More than 700 people, mostly refugees from Syria, are disembarking on the Greek island of Crete after a harrowing journey on a smuggling ship that broke down in gale-force winds while trying to reach Europe.
The Baris cargo ship lost engine power on Tuesday in international waters off Crete, and reached the coastal town of Ierapetra after being slowly towed for 40 hours by a Greek navy frigate.
Authorities said its passengers include many refugees from Syria - with a large number of women and children - seeking safety and a better life in Europe. They are said to be exhausted but overall in good health.

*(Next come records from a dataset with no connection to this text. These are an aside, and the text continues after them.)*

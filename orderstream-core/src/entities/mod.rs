pub mod order_changes;
pub mod orders;

pub use order_changes::{ChangeParseError, ChangeRow, OrderChange};
pub use orders::{Order, OrderStatus};
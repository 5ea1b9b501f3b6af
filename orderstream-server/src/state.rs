//! Application state shared across all request handlers.

use orderstream_core::connections::ConnectionRegistry;
use orderstream_core::processors::ChangeLogPoller;
use orderstream_core::store::PgRecordStore;
use std::sync::Arc;

/// Application state that is shared across all request handlers.
///
/// Cloneable and cheap to pass around (everything is behind Arc).
#[derive(Clone)]
pub struct AppState {
    /// Production record store; also used for health probes.
    pub store: Arc<PgRecordStore>,
    /// Owner of the live WebSocket connections.
    pub registry: Arc<ConnectionRegistry>,
    /// Handle to the change-log poller (running flag for health/stats).
    pub poller: ChangeLogPoller,
}
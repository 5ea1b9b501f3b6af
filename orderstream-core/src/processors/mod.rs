//! Long-lived pipeline tasks.
//!
//! - `ChangeLogPoller`: claims unprocessed change-log entries and drives
//!   enrichment and fan-out
//! - `OrderEnricher`: attaches the current order state to a change
//! - `HeartbeatScheduler`: periodic no-op broadcast that keeps idle
//!   transports open and prunes dead connections

pub mod change_poller;
pub mod enricher;
pub mod heartbeat;

pub use change_poller::{ChangeLogPoller, ProcessError};
pub use enricher::OrderEnricher;
pub use heartbeat::HeartbeatScheduler;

The coastguard started disembarking women and small children this morning. They were given preliminary care and food before being taken to temporary shelter at a basketball arena.

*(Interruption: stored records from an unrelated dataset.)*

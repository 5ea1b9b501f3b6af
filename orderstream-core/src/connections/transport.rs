use async_trait::async_trait;
use thiserror::Error;

/// A transport-level send failure. Broadcast treats any send error as a
/// dead connection.
#[derive(Debug, Error)]
#[error("transport send failed: {reason}")]
pub struct SinkError {
    reason: String,
}

impl SinkError {
    pub fn new(reason: impl Into<String>) -> Self {
        Self {
            reason: reason.into(),
        }
    }
}

/// Outbound half of a live client transport.
///
/// The registry serializes each message once and pushes the same text
/// frame through every sink; implementations must tolerate calls from
/// concurrent broadcast tasks.
#[async_trait]
pub trait ConnectionSink: Send + Sync {
    async fn send_text(&self, text: &str) -> Result<(), SinkError>;
}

It is one of the largest single crossings of its kind in recent years. Tens of thousands of people from war zones and poverty-stricken African and Middle East countries risk the hazardous journey to Europe every year, paying smuggling gangs to transport them in usually unseaworthy craft ranging from dinghies to ageing rust-buckets. Most end up in Italy.
According to Amnesty International, more than 2,500 people have drowned or disappeared trying to make the trip this year - about 2% of the estimated total of 150,000 to attempt the journey.
The 250ft cargo ship lost power the same day Pope Francis called on European governments to do a better job of welcoming migrants in speeches to the European Parliament and Council of Europe. Francis said "we cannot allow the Mediterranean to become a vast cemetery".
Doctors have conducted preliminary health checks and polio vaccinations for children from Syria, where the disease has made a comeback, senior Greek public health official Panayiotis Efstathiou said. Kurds, Afghans and Palestinians were also aboard the ship, which originated in Antalya, Turkey.
Dr Giorgos Xyristakis said the migrants said they had been on the boat for at least four days.
A pregnant woman was airlifted to a hospital yesterday, but there were otherwise no reports of serious health problems aboard the Baris. Rumours of armed men aboard the vessel proved unfounded, the coastguard said.
Mr Efstathiou said the Syrians will receive refugee status and be released, while other passengers deemed to be in Greece illegally will be interned pending deportation.
The mayor of Ierapetra, a town of 16,000 people on a wide, open bay overlooked by hills, said he fully sympathises with the migrants. But stretched local authorities could not offer them shelter indefinitely, Theodossis Kaladzakis added.
"Ierapetra can look after these people for a week, but afterwards, unfortunately, we simply won't have that ability," he said. "It's not that we don't want to. We just can't."
In brief interviews while being moved away by police, many of the migrants said they had fled violence by militants from the Islamic State group in Syria or Iraq.
"They attacked us and killed our people, so we came here to save ourselves," said one man who said he was from Iraq. He only identified himself by his first name, Mohaned, to protect his relatives who remain in Iraq.
Another man who identified himself as Qassim, from the besieged northern Syrian town of Kobani, said he and his family had spent 11 days on the Baris.
One young woman kissed the rough harbour concrete as she arrived on land, and a child held up a piece of cardboard which read: "Thanks for Greece government saving children in the ship."